▸ **Work item**: Take the data from its first line. Print each line exactly until the line containing "shorter one wins." has been printed too.

Stored items from a collection
====================
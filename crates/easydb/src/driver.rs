//! Database driver abstraction.
//!
//! The core never talks to a database directly. A [`Driver`] produces
//! [`Connection`]s from a connection string; the connection opens, closes and
//! executes rendered [`Command`]s. Adapters live in [`crate::drivers`].

use crate::command::Command;
use crate::error::{DbError, DbResult, DriverError};
use crate::value::{FromValue, Value};
use async_trait::async_trait;
use std::fmt;
use std::sync::Arc;

/// Lifecycle state reported by a connection.
#[derive(Debug, Clone, Copy, PartialEq, Eq, Default)]
pub enum ConnectionState {
    #[default]
    Closed,
    Open,
    /// The connection failed and must be reopened.
    Broken,
}

impl fmt::Display for ConnectionState {
    fn fmt(&self, f: &mut fmt::Formatter<'_>) -> fmt::Result {
        f.write_str(match self {
            ConnectionState::Closed => "closed",
            ConnectionState::Open => "open",
            ConnectionState::Broken => "broken",
        })
    }
}

/// One result row: column names plus values, by ordinal.
#[derive(Debug, Clone, PartialEq, Default)]
pub struct Row {
    columns: Arc<[String]>,
    values: Vec<Value>,
}

impl Row {
    /// `columns` and `values` are matched by position; the shorter one wins.
    pub fn new(columns: Arc<[String]>, values: Vec<Value>) -> Self {
        Self { columns, values }
    }

    /// Build a row from `(column, value)` pairs.
    pub fn from_pairs<I, S, V>(pairs: I) -> Self
    where
        I: IntoIterator<Item = (S, V)>,
        S: Into<String>,
        V: Into<Value>,
    {
        let (columns, values): (Vec<String>, Vec<Value>) = pairs
            .into_iter()
            .map(|(c, v)| (c.into(), v.into()))
            .unzip();
        Self {
            columns: columns.into(),
            values,
        }
    }

    pub fn len(&self) -> usize {
        self.columns.len().min(self.values.len())
    }

    pub fn is_empty(&self) -> bool {
        self.len() == 0
    }

    pub fn columns(&self) -> &[String] {
        &self.columns
    }

    pub fn values(&self) -> &[Value] {
        &self.values
    }

    /// `(column, value)` pairs in ordinal order.
    pub fn iter(&self) -> impl Iterator<Item = (&str, &Value)> {
        self.columns
            .iter()
            .map(String::as_str)
            .zip(self.values.iter())
    }

    /// Value by column name (case-insensitive).
    pub fn get(&self, column: &str) -> Option<&Value> {
        self.iter()
            .find(|(name, _)| name.eq_ignore_ascii_case(column))
            .map(|(_, v)| v)
    }

    pub fn get_by_index(&self, index: usize) -> Option<&Value> {
        self.values.get(index)
    }

    /// Typed value by column name.
    pub fn try_get<T: FromValue>(&self, column: &str) -> DbResult<T> {
        let value = self
            .get(column)
            .ok_or_else(|| DbError::invalid_argument(format!("no column '{column}' in row")))?;
        T::from_value(value.clone())
    }

    /// First value of the row, or `Null`.
    pub fn into_first(self) -> Value {
        self.values.into_iter().next().unwrap_or_default()
    }
}

/// An open-able connection to one database.
#[async_trait]
pub trait Connection: Send {
    async fn open(&mut self) -> Result<(), DriverError>;

    async fn close(&mut self) -> Result<(), DriverError>;

    fn state(&self) -> ConnectionState;

    /// Check that `command` can run on this connection before execution.
    fn create_command(&self, command: &Command) -> Result<(), DriverError>;

    /// Run a statement that returns rows.
    async fn query(&mut self, command: &Command) -> Result<Vec<Row>, DriverError>;

    /// Run a statement and return the affected row count.
    async fn execute(&mut self, command: &Command) -> Result<u64, DriverError>;

    /// Run a statement and return the first column of the first row.
    async fn scalar(&mut self, command: &Command) -> Result<Value, DriverError> {
        let rows = self.query(command).await?;
        Ok(rows.into_iter().next().map(Row::into_first).unwrap_or_default())
    }
}

/// Factory for connections of one provider.
#[async_trait]
pub trait Driver: Send + Sync + fmt::Debug {
    /// Provider key, matching a registered dialect.
    fn provider(&self) -> &str;

    /// Create an unopened connection.
    async fn connect(&self, connection_string: &str) -> Result<Box<dyn Connection>, DriverError>;
}

#[cfg(test)]
mod tests {
    use super::*;

    #[test]
    fn row_lookup_is_case_insensitive() {
        let row = Row::from_pairs([("Id", Value::I64(1)), ("Title", Value::from("a"))]);
        assert_eq!(row.len(), 2);
        assert_eq!(row.get("title"), Some(&Value::Text("a".into())));
        assert_eq!(row.try_get::<i64>("ID").unwrap(), 1);
        assert!(row.try_get::<i64>("missing").is_err());
        assert_eq!(row.into_first(), Value::I64(1));
    }

    #[test]
    fn empty_row_first_is_null() {
        assert_eq!(Row::default().into_first(), Value::Null);
        assert!(Row::default().is_empty());
    }
}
====================
▸ **Written answer**:
filename crates/easydb/src/driver.rs
//! Database driver abstraction.
//!
//! The core never talks to a database directly. A [`Driver`] produces
//! [`Connection`]s from a connection string; the connection opens, closes and
//! executes rendered [`Command`]s. Adapters live in [`crate::drivers`].

use crate::command::Command;
use crate::error::{DbError, DbResult, DriverError};
use crate::value::{FromValue, Value};
use async_trait::async_trait;
use std::fmt;
use std::sync::Arc;

/// Lifecycle state reported by a connection.
#[derive(Debug, Clone, Copy, PartialEq, Eq, Default)]
pub enum ConnectionState {
    #[default]
    Closed,
    Open,
    /// The connection failed and must be reopened.
    Broken,
}

impl fmt::Display for ConnectionState {
    fn fmt(&self, f: &mut fmt::Formatter<'_>) -> fmt::Result {
        f.write_str(match self {
            ConnectionState::Closed => "closed",
            ConnectionState::Open => "open",
            ConnectionState::Broken => "broken",
        })
    }
}

/// One result row: column names plus values, by ordinal.
#[derive(Debug, Clone, PartialEq, Default)]
pub struct Row {
    columns: Arc<[String]>,
    values: Vec<Value>,
}

impl Row {
    /// `columns` and `values` are matched by position; the shorter one wins.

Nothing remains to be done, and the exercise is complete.